For 16 years he was my writing partner. When I didn’t want to get out of bed to face writing my dissertation, grants, articles, or, most recently, book, he gave me a reason to get out of bed. After a walk filled with squirrel chasing or romps in the deep Vermont snow, my lethargy was replaced by readiness, at least most of the time. The long hour-length walks that morphed into short hour-length walks gave me the time do to prewriting and framing in my mind. Since I had written the day before, the thoughts were still fresh. When I was getting sucked into writing binges and hypomania, a nudge on the leg by a cold, wet nose got me to take the regular breaks that I would have otherwise skipped, and so he helped to make my writing routine sustainable.
And now I miss him. To say that my writing routine is disrupted is an understatement. My life — our lives — are disrupted. He was a constant companion in our everyday routines. Our evening walks gave Rich and I a chance to talk about the day as Felix caught up on the latest doggy news from the neighborhood. While walking, Felix’s cute face and goofy gait spread joy as people smiled or petted him along the way, and often stayed too long at the stop sign while watching him through their car window.
And for all that I am a proponent of regular writing routines, I am more committed to the belief that life comes first. I am appreciative that other, very accomplished writers share this same sentiment. In On Writing, Stephen King wrote, “Life isn’t a support system for art [referring to writing]. It’s the other way around.” And Irvin D. Yalom, a psychoanalysis and author, admitted in Staring at the Sun that when he deemed it important for his clients, he broke his morning writing routine to meet with one of them.
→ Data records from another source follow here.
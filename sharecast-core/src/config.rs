use config::{Config as ConfigBuilder, ConfigError, Environment, File};
use serde::{Deserialize, Serialize};
use std::path::Path;
use std::time::Duration;

/// Application configuration
#[derive(Debug, Clone, Default, Serialize, Deserialize)]
#[serde(default)]
pub struct Config {
    pub server: ServerConfig,
    pub relay: RelayConfig,
    pub presence: PresenceConfig,
    pub streams: StreamsConfig,
    pub logging: LoggingConfig,
}

#[derive(Debug, Clone, Serialize, Deserialize)]
#[serde(default)]
pub struct ServerConfig {
    pub host: String,
    pub http_port: u16,
}

impl Default for ServerConfig {
    fn default() -> Self {
        Self {
            host: "0.0.0.0".to_string(),
            http_port: 8080,
        }
    }
}

/// Media relay (SRS-compatible) HTTP API
#[derive(Debug, Clone, Serialize, Deserialize)]
#[serde(default)]
pub struct RelayConfig {
    pub api_url: String,
    pub request_timeout_seconds: u64,
}

impl Default for RelayConfig {
    fn default() -> Self {
        Self {
            api_url: "http://localhost:1985".to_string(),
            request_timeout_seconds: 10,
        }
    }
}

impl RelayConfig {
    #[must_use]
    pub const fn request_timeout(&self) -> Duration {
        Duration::from_secs(self.request_timeout_seconds)
    }
}

#[derive(Debug, Clone, Serialize, Deserialize)]
#[serde(default)]
pub struct PresenceConfig {
    pub ttl_seconds: u64,
}

impl Default for PresenceConfig {
    fn default() -> Self {
        Self { ttl_seconds: 30 }
    }
}

impl PresenceConfig {
    #[must_use]
    pub const fn ttl(&self) -> Duration {
        Duration::from_secs(self.ttl_seconds)
    }
}

#[derive(Debug, Clone, Serialize, Deserialize)]
#[serde(default)]
pub struct StreamsConfig {
    pub poll_interval_ms: u64,
    pub heartbeat_interval_seconds: u64,
    /// Undelivered events per SSE client before it is dropped as stalled
    pub channel_capacity: usize,
}

impl Default for StreamsConfig {
    fn default() -> Self {
        Self {
            poll_interval_ms: 2000,
            heartbeat_interval_seconds: 30,
            channel_capacity: 64,
        }
    }
}

impl StreamsConfig {
    #[must_use]
    pub const fn poll_interval(&self) -> Duration {
        Duration::from_millis(self.poll_interval_ms)
    }

    #[must_use]
    pub const fn heartbeat_interval(&self) -> Duration {
        Duration::from_secs(self.heartbeat_interval_seconds)
    }
}

#[derive(Debug, Clone, Serialize, Deserialize)]
#[serde(default)]
pub struct LoggingConfig {
    pub level: String,
    pub format: String, // "json" or "pretty"
    pub file_path: Option<String>,
}

impl Default for LoggingConfig {
    fn default() -> Self {
        Self {
            level: "info".to_string(),
            format: "pretty".to_string(),
            file_path: None,
        }
    }
}

impl Config {
    /// Load configuration from multiple sources with priority:
    /// 1. Environment variables (highest priority)
    /// 2. Config file (if provided)
    /// 3. Defaults (lowest priority)
    pub fn load(config_file: Option<&str>) -> Result<Self, ConfigError> {
        let mut builder = ConfigBuilder::builder();

        if let Some(path) = config_file {
            if Path::new(path).exists() {
                builder = builder.add_source(File::with_name(path));
            }
        }

        // SHARECAST_RELAY__API_URL, SHARECAST_STREAMS__POLL_INTERVAL_MS, ...
        builder = builder.add_source(
            Environment::with_prefix("SHARECAST")
                .prefix_separator("_")
                .separator("__")
                .try_parsing(true),
        );

        let config = builder.build()?;
        config.try_deserialize()
    }

    /// Load from environment variables only (for Docker/K8s)
    pub fn from_env() -> Result<Self, ConfigError> {
        Self::load(None)
    }

    /// Load from file path
    pub fn from_file(path: &str) -> Result<Self, ConfigError> {
        Self::load(Some(path))
    }

    #[must_use]
    pub fn http_address(&self) -> String {
        format!("{}:{}", self.server.host, self.server.http_port)
    }

    /// Reject settings the server cannot run with.
    pub fn validate(&self) -> Result<(), Vec<String>> {
        let mut errors = Vec::new();

        if self.streams.poll_interval_ms == 0 {
            errors.push("streams.poll_interval_ms must be greater than 0".to_string());
        }
        if self.streams.heartbeat_interval_seconds == 0 {
            errors.push("streams.heartbeat_interval_seconds must be greater than 0".to_string());
        }
        if self.streams.channel_capacity == 0 {
            errors.push("streams.channel_capacity must be greater than 0".to_string());
        }
        if self.presence.ttl_seconds == 0 {
            errors.push("presence.ttl_seconds must be greater than 0".to_string());
        }
        if let Err(e) = url::Url::parse(&self.relay.api_url) {
            errors.push(format!("relay.api_url is not a valid URL: {e}"));
        }

        if errors.is_empty() {
            Ok(())
        } else {
            Err(errors)
        }
    }
}

/// Resolve and load configuration for the server process.
///
/// The file is taken from `SHARECAST_CONFIG_PATH`, then `./config.yaml`, then
/// `/config/config.yaml`. Logging is not initialised yet, so progress goes to stderr.
#[must_use]
pub fn load_config() -> Config {
    let config_path = std::env::var("SHARECAST_CONFIG_PATH")
        .ok()
        .filter(|p| Path::new(p).exists())
        .or_else(|| {
            ["config.yaml", "/config/config.yaml"]
                .into_iter()
                .find(|p| Path::new(p).exists())
                .map(str::to_string)
        });

    if let Some(path) = config_path {
        eprintln!("Loading config from {path}");
        match Config::from_file(&path) {
            Ok(cfg) => cfg,
            Err(e) => {
                eprintln!("Failed to load {path}: {e}");
                eprintln!("Falling back to environment variables");
                Config::from_env().unwrap_or_default()
            }
        }
    } else {
        Config::from_env().unwrap_or_else(|e| {
            eprintln!("Failed to load config: {e}");
            eprintln!("Using default configuration");
            Config::default()
        })
    }
}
I don’t know what my future writing holds. I know it will never be the same. Felix was my writing partner during my entire writing life. I do know that writing about him is one of the things that is keeping me going. As is viewing pictures of him with my husband and watching video clips of Felix not listening to our "come" commands ("come" was considered a suggestion in Felix’s vocabulary).
So this column is a tribute to Felix and to the four-legged writing partners that keep many of you company as you are writing. Please give your writing companion a pat on the head or a scratch under the chin for me. Replenish the stash of treats by your desk and be extra generous this week. Value, love, and appreciate them as they support your writing and bring joy to your lives.
I had planned to start writing a series on writing blocks, but as you now know, that plan was not to be. Taking care of Felix the past few weeks while struggling with when would be the right time to say goodbye took priority over writing. Although he will no longer be snoring by my feet as I am writing, he will continue to show up in these columns from time to time, as he taught me many lessons about writing, myself, and life.
As of my next column, I will return to my plans to write a series on writer’s block.
Thank you for being part of my tribute to Felix. You can see a few pictures of my beloved pooch at www.pegboylesingle.com by clicking on Felix. I wish you much joy and happiness in the new year. Take care, Peg.